Figures 2-6 present the reconstructed in vivo HbT, SO2, volume normalized BF and OC images. We see that the seizure is remarkably imaged with the highest contrast in HbT, SO2, volume normalized BF. In addition, the OC image is not effectively recovered due to insufficient time interval to obtain stable fitting results. Further, it is observed from the peak values of BF shown in figure 7 that the recovered blood flow values (3.9-36.9 ml/100 ml/min) are in good agreement with reported CBF of rats (between 10-120 ml/100ml/min) and human being (20-160 ml/100 ml/min) [30,31]. The in vivo results shown here further validate the merits of the developed mathematical model.

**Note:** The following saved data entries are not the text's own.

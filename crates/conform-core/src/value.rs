//! # Value Type Tags
//!
//! Runtime type classification for `serde_json::Value`.
//!
//! ## Exactness Invariant
//!
//! A value has exactly one [`TypeTag`]. Matching a tag is equality on that
//! classification, never a subtype test: `true` is not an `Int`, `1` is not a
//! `Float`, and `1.0` is not an `Int`. Boolean/integer aliasing is a classic
//! validation bug and this module makes it unrepresentable.

use std::fmt;
use std::str::FromStr;

use serde::{Deserialize, Serialize};
use serde_json::Value;
use thiserror::Error;

/// The runtime type of a JSON value.
#[derive(Debug, Clone, Copy, PartialEq, Eq, Hash, Serialize, Deserialize)]
#[serde(rename_all = "lowercase")]
pub enum TypeTag {
    /// The null value.
    Null,
    /// `true` or `false`.
    Bool,
    /// A number representable as `i64` or `u64`.
    Int,
    /// Any other number.
    Float,
    /// A string.
    Str,
    /// An ordered sequence.
    List,
    /// A key/value mapping.
    Dict,
}

impl TypeTag {
    /// All tags in declaration order.
    pub const ALL: [TypeTag; 7] = [
        TypeTag::Null,
        TypeTag::Bool,
        TypeTag::Int,
        TypeTag::Float,
        TypeTag::Str,
        TypeTag::List,
        TypeTag::Dict,
    ];

    /// Classify a value.
    pub fn of(value: &Value) -> Self {
        match value {
            Value::Null => TypeTag::Null,
            Value::Bool(_) => TypeTag::Bool,
            Value::Number(n) if n.is_i64() || n.is_u64() => TypeTag::Int,
            Value::Number(_) => TypeTag::Float,
            Value::String(_) => TypeTag::Str,
            Value::Array(_) => TypeTag::List,
            Value::Object(_) => TypeTag::Dict,
        }
    }

    /// Returns true if `value` is classified exactly as this tag.
    pub fn matches(self, value: &Value) -> bool {
        TypeTag::of(value) == self
    }

    /// The lowercase name used in diagnostics and schema documents.
    pub fn as_str(self) -> &'static str {
        match self {
            TypeTag::Null => "null",
            TypeTag::Bool => "bool",
            TypeTag::Int => "int",
            TypeTag::Float => "float",
            TypeTag::Str => "str",
            TypeTag::List => "list",
            TypeTag::Dict => "dict",
        }
    }

    /// The zero value of this type, used when synthesizing examples.
    pub fn zero(self) -> Value {
        match self {
            TypeTag::Null => Value::Null,
            TypeTag::Bool => Value::Bool(false),
            TypeTag::Int => Value::from(0),
            TypeTag::Float => Value::from(0.0),
            TypeTag::Str => Value::String(String::new()),
            TypeTag::List => Value::Array(Vec::new()),
            TypeTag::Dict => Value::Object(serde_json::Map::new()),
        }
    }
}

impl fmt::Display for TypeTag {
    fn fmt(&self, f: &mut fmt::Formatter<'_>) -> fmt::Result {
        f.write_str(self.as_str())
    }
}

/// Error returned when parsing an unknown type name.
#[derive(Error, Debug, Clone, PartialEq, Eq)]
#[error("unknown type tag '{0}'")]
pub struct UnknownTypeTag(pub String);

impl FromStr for TypeTag {
    type Err = UnknownTypeTag;

    /// Accepts the canonical names plus the common long forms
    /// (`boolean`, `integer`, `number`, `string`, `array`, `object`).
    fn from_str(s: &str) -> Result<Self, Self::Err> {
        match s {
            "null" => Ok(TypeTag::Null),
            "bool" | "boolean" => Ok(TypeTag::Bool),
            "int" | "integer" => Ok(TypeTag::Int),
            "float" | "number" => Ok(TypeTag::Float),
            "str" | "string" => Ok(TypeTag::Str),
            "list" | "array" => Ok(TypeTag::List),
            "dict" | "object" => Ok(TypeTag::Dict),
            other => Err(UnknownTypeTag(other.to_string())),
        }
    }
}

/// Returns true for a string made only of whitespace (including the empty string).
///
/// Together with null, blank strings are what trigger a Default schema node.
pub fn is_blank(value: &Value) -> bool {
    matches!(value, Value::String(s) if s.trim().is_empty())
}

#[cfg(test)]
mod tests {
    use super::*;
    use serde_json::json;

    #[test]
    fn test_classify_scalars() {
        assert_eq!(TypeTag::of(&json!(null)), TypeTag::Null);
        assert_eq!(TypeTag::of(&json!(true)), TypeTag::Bool);
        assert_eq!(TypeTag::of(&json!(5)), TypeTag::Int);
        assert_eq!(TypeTag::of(&json!(-5)), TypeTag::Int);
        assert_eq!(TypeTag::of(&json!(u64::MAX)), TypeTag::Int);
        assert_eq!(TypeTag::of(&json!(5.0)), TypeTag::Float);
        assert_eq!(TypeTag::of(&json!("s")), TypeTag::Str);
    }

    #[test]
    fn test_classify_containers() {
        assert_eq!(TypeTag::of(&json!([1, 2])), TypeTag::List);
        assert_eq!(TypeTag::of(&json!({"a": 1})), TypeTag::Dict);
    }

    #[test]
    fn test_bool_is_never_int() {
        assert!(!TypeTag::Int.matches(&json!(true)));
        assert!(!TypeTag::Int.matches(&json!(false)));
        assert!(!TypeTag::Bool.matches(&json!(1)));
    }

    #[test]
    fn test_float_is_never_int() {
        assert!(!TypeTag::Int.matches(&json!(5.0)));
        assert!(!TypeTag::Float.matches(&json!(5)));
    }

    #[test]
    fn test_zero_values_match_their_tag() {
        for tag in TypeTag::ALL {
            assert!(tag.matches(&tag.zero()), "zero of {tag} does not match {tag}");
        }
    }

    #[test]
    fn test_parse_names() {
        assert_eq!("int".parse::<TypeTag>(), Ok(TypeTag::Int));
        assert_eq!("string".parse::<TypeTag>(), Ok(TypeTag::Str));
        assert_eq!("object".parse::<TypeTag>(), Ok(TypeTag::Dict));
        let err = "tuple".parse::<TypeTag>().unwrap_err();
        assert_eq!(err.to_string(), "unknown type tag 'tuple'");
        let boxed: Box<dyn std::error::Error> = Box::new(err);
        assert!(boxed.source().is_none());
    }

    #[test]
    fn test_display_round_trips_through_parse() {
        for tag in TypeTag::ALL {
            assert_eq!(tag.to_string().parse::<TypeTag>(), Ok(tag));
        }
    }

    #[test]
    fn test_blank_strings() {
        assert!(is_blank(&json!("")));
        assert!(is_blank(&json!("  \t\n")));
        assert!(!is_blank(&json!(" x ")));
        assert!(!is_blank(&json!(null)));
        assert!(!is_blank(&json!(0)));
    }
}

In summary, we have developed an effective model that is capable to estimate the OC and BF of biological tissues. However, this model can only provide mean vales of BF and OC during a time interval. And more measurements are required for this time interval to obtain stable and accurate fitting results. Our simulations and in vivo tests indicate at least 3 or 4 measurements for this time interval are needed to achieve reliable fitting computation of both BF and OC. In addition, highly nonlinear change of oxygen saturation during the time interval should be avoided to ensure the efficacy of the developed model. Ultimately, the assumption and utilization of constant tissues volume and other known tissues parameters will also affect the accuracy of the fitting calculation. In future, we plan to combine the laser speckle imaging setups with multiple wavelengths DOT imaging systems to quantitatively measure and image BF and OC of a local blood vessel network . Consequently, the developed imaging systems will enable us to accurately and quantitatively estimate the BF and OC of biological tissues based on the captured physiological parameters of tissues and vascular parameters from blood segments as well as the developed model.